A technique is developed for estimating the rigid‐disk partition function near close packing, by evaluating the specific free‐energy contributions from correlated motion of larger and larger sets of contiguous particles. In terms of the reduced density θ=A₀/A (A₀ is the close‐packed value of the closed system's area A), the theory leads to an asymptotic series in the limit θ→1 for the Helmholtz free energy per particle, divided by kT, of the form: $$\text{F/NkT∼2}\ln \text{(λ/a)−2}\ln {\mathrm{(\theta }}^{\text{−1}}{\text{−1)+C+D(θ}}^{\text{−1}}\text{−1)+···,}$$ in which C and D are appropriate numerical constants, λ is the mean thermal de Broglie wavelength, and a the disk diameter. It is shown that lattice defects cannot contribute to the above asymptotic series. The constant C is expressed as an infinite series whose leading term is the single‐particle free area result [— ln (√3/2)], and whose successive terms account for high‐compression cooperative motions involving ascending numbers of particles. An approximate value for C is obtained by computing all contributions for four or fewer correlated disks, with a resulting slight decrease below the free area value.
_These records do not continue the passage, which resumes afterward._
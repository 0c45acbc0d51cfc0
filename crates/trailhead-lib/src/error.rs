use thiserror::Error;

/// Convenient result alias for the trailhead library.
pub type Result<T> = std::result::Result<T, Error>;

/// Top-level library error type.
#[derive(Debug, Error)]
pub enum Error {
    /// Raised when an input file contained nothing to parse.
    #[error("{what} input is empty")]
    EmptyInput { what: &'static str },

    /// Raised when a height map row does not match the width of the first row.
    #[error("height map row {row} has {found} columns, expected {expected}")]
    NonRectangularGrid {
        row: usize,
        expected: usize,
        found: usize,
    },

    /// Raised when a height map contains a character outside `a..=z`, `S`, `E`.
    #[error("invalid height map character {found:?} at row {row}, column {column}")]
    InvalidCell {
        row: usize,
        column: usize,
        found: char,
    },

    /// Raised when a required start/end marker is absent.
    #[error("height map is missing the '{marker}' marker")]
    MissingMarker { marker: char },

    /// Raised when a start/end marker occurs more than once.
    #[error("height map contains more than one '{marker}' marker")]
    DuplicateMarker { marker: char },

    /// Raised when an explicit start/end position lies outside the map.
    #[error("'{marker}' position ({row}, {column}) lies outside the height map")]
    MarkerOutOfBounds {
        marker: char,
        row: usize,
        column: usize,
    },

    /// Raised when a valve description line cannot be parsed.
    #[error("invalid valve description on line {line}: {message}")]
    InvalidValveLine { line: usize, message: String },

    /// Raised when a tunnel or the start references a valve that was never described.
    #[error("unknown valve: {name}")]
    UnknownValve { name: String },

    /// Raised when the valve network has more flowing valves than the open-set bitmask holds.
    #[error("valve network has {count} valves with positive flow; at most {max} are supported")]
    TooManyValves { count: usize, max: usize },

    /// Raised when two lines describe the same valve.
    #[error("valve {name} is described more than once (again on line {line})")]
    DuplicateValve { name: String, line: usize },

    /// Raised when a blueprint line does not follow the expected wording.
    #[error("invalid blueprint on line {line}: {message}")]
    InvalidBlueprint { line: usize, message: String },

    /// Raised when a jet pattern contains anything other than `<` or `>`.
    #[error("invalid jet {found:?} at offset {offset}")]
    InvalidJet { offset: usize, found: char },

    /// Raised when a search expands more states than its configured cap.
    #[error("search aborted after {limit} expansions without exhausting the frontier")]
    ExpansionLimitExceeded { limit: usize },

    /// Raised when the frontier grows past its configured cap.
    #[error("search frontier exceeded {limit} pending entries")]
    FrontierLimitExceeded { limit: usize },

    /// Raised when a simulation runs past its configured cap without repeating a signature.
    #[error("no repeated signature within {limit} steps")]
    HistoryLimitExceeded { limit: usize },
}
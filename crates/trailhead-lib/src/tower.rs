//! Falling-rock tower driven by a repeating jet pattern.
//!
//! Rocks of five repeating shapes fall into a chamber seven units wide. Each
//! rock appears two units from the left wall with its bottom three units above
//! the highest settled rock, then alternates between being pushed sideways by
//! the next jet and falling one unit, until a fall is blocked.
//!
//! Chamber rows are bitmasks with bit 6 as the leftmost column.

use serde::Serialize;

use crate::cycle::{fast_forward, CycleLimits, CycleReport, Simulation};
use crate::error::{Error, Result};

/// Chamber width in units.
pub const CHAMBER_WIDTH: usize = 7;

/// Deepest reachable surface, in rows below the top, that still yields a
/// signature. Deeper surfaces (an open shaft, a young tower) yield none.
pub const SURFACE_DEPTH: usize = 64;

const FULL_ROW: u8 = (1 << CHAMBER_WIDTH) - 1;
const LEFT_WALL: u8 = 0b100_0000;
const RIGHT_WALL: u8 = 0b000_0001;

/// Rock shapes, bottom row first, flush against the left wall.
const SHAPES: [&[u8]; 5] = [
    &[0b111_1000],
    &[0b010_0000, 0b111_0000, 0b010_0000],
    &[0b111_0000, 0b001_0000, 0b001_0000],
    &[0b100_0000, 0b100_0000, 0b100_0000, 0b100_0000],
    &[0b110_0000, 0b110_0000],
];

/// Sideways push applied by one jet.
#[derive(Debug, Clone, Copy, PartialEq, Eq, Hash, Serialize)]
pub enum Jet {
    Left,
    Right,
}

/// Cyclic sequence of jets.
#[derive(Debug, Clone, PartialEq, Eq)]
pub struct JetPattern(Vec<Jet>);

impl JetPattern {
    /// Parse a line of `<` and `>`; surrounding whitespace is ignored.
    pub fn parse(input: &str) -> Result<Self> {
        let jets = input
            .trim()
            .chars()
            .enumerate()
            .map(|(offset, found)| match found {
                '<' => Ok(Jet::Left),
                '>' => Ok(Jet::Right),
                found => Err(Error::InvalidJet { offset, found }),
            })
            .collect::<Result<Vec<_>>>()?;
        if jets.is_empty() {
            return Err(Error::EmptyInput {
                what: "jet pattern",
            });
        }
        Ok(Self(jets))
    }

    pub fn len(&self) -> usize {
        self.0.len()
    }

    pub fn is_empty(&self) -> bool {
        self.0.is_empty()
    }
}

/// Configuration that decides how the tower grows from here on.
#[derive(Debug, Clone, PartialEq, Eq, Hash)]
pub struct TowerSignature {
    pub shape: usize,
    pub jet: usize,
    /// Empty cells a falling rock could still reach, one mask per row from
    /// the top down. Anything outside these cells (rock, floor, sealed
    /// cavities) behaves identically as far as future rocks are concerned.
    pub surface: Vec<u8>,
}

/// Tower state between two rocks.
#[derive(Debug, Clone)]
pub struct RockTower {
    jets: JetPattern,
    rows: Vec<u8>,
    next_shape: usize,
    next_jet: usize,
    rocks: u64,
}

impl RockTower {
    pub fn new(jets: JetPattern) -> Self {
        Self {
            jets,
            rows: Vec::new(),
            next_shape: 0,
            next_jet: 0,
            rocks: 0,
        }
    }

    /// Height of the settled tower.
    pub fn height(&self) -> usize {
        self.rows.len()
    }

    /// Rocks settled so far.
    pub fn rocks(&self) -> u64 {
        self.rocks
    }

    /// Drop the next rock until it settles.
    pub fn drop_rock(&mut self) {
        let mut rock: Vec<u8> = SHAPES[self.next_shape].iter().map(|row| row >> 2).collect();
        self.next_shape = (self.next_shape + 1) % SHAPES.len();
        let mut bottom = self.rows.len() + 3;

        loop {
            let jet = self.jets.0[self.next_jet];
            self.next_jet = (self.next_jet + 1) % self.jets.len();
            if let Some(pushed) = push(&rock, jet) {
                if !self.collides(&pushed, bottom) {
                    rock = pushed;
                }
            }

            if bottom == 0 || self.collides(&rock, bottom - 1) {
                break;
            }
            bottom -= 1;
        }

        self.settle(&rock, bottom);
        self.rocks += 1;
    }

    fn collides(&self, rock: &[u8], bottom: usize) -> bool {
        rock.iter()
            .enumerate()
            .any(|(offset, row)| self.rows.get(bottom + offset).is_some_and(|r| r & row != 0))
    }

    fn settle(&mut self, rock: &[u8], bottom: usize) {
        let top = bottom + rock.len();
        if self.rows.len() < top {
            self.rows.resize(top, 0);
        }
        for (offset, row) in rock.iter().enumerate() {
            self.rows[bottom + offset] |= row;
        }
    }

    /// Flood the empty space below the open top, moving sideways and down
    /// only, as rock cells do. `None` once the flood passes
    /// [`SURFACE_DEPTH`] rows.
    fn surface(&self) -> Option<Vec<u8>> {
        let mut surface = Vec::new();
        let mut above = FULL_ROW;
        for row in self.rows.iter().rev() {
            let free = !row & FULL_ROW;
            let mut reach = above & free;
            loop {
                let spread = (reach | (reach << 1) | (reach >> 1)) & free;
                if spread == reach {
                    break;
                }
                reach = spread;
            }
            if reach == 0 {
                return Some(surface);
            }
            if surface.len() == SURFACE_DEPTH {
                return None;
            }
            surface.push(reach);
            above = reach;
        }
        // The floor closes the flood off like a solid row.
        Some(surface)
    }
}

fn push(rock: &[u8], jet: Jet) -> Option<Vec<u8>> {
    match jet {
        Jet::Left if rock.iter().all(|row| row & LEFT_WALL == 0) => {
            Some(rock.iter().map(|row| row << 1).collect())
        }
        Jet::Right if rock.iter().all(|row| row & RIGHT_WALL == 0) => {
            Some(rock.iter().map(|row| row >> 1).collect())
        }
        _ => None,
    }
}

impl Simulation for RockTower {
    type Signature = TowerSignature;

    fn signature(&self) -> Option<TowerSignature> {
        Some(TowerSignature {
            shape: self.next_shape,
            jet: self.next_jet,
            surface: self.surface()?,
        })
    }

    fn metric(&self) -> i64 {
        self.height() as i64
    }

    fn step(&mut self) {
        self.drop_rock();
    }
}

/// Tower height after `rocks` rocks, fast-forwarding through repeats.
pub fn tower_height(jets: &JetPattern, rocks: u64, limits: &CycleLimits) -> Result<CycleReport> {
    let mut tower = RockTower::new(jets.clone());
    fast_forward(&mut tower, rocks, limits)
}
The calculated C may be utilized along with machine‐computed rigid‐disk pressures on both fluid and solid isotherm branches to locate accurately the first‐order phase transition by means of a Maxwell double tangent construction. Some concluding remarks are directed to application of the present method to rigid spheres in three dimensions, where the high density stable crystal structure could be established by suitable extension of the present formalism.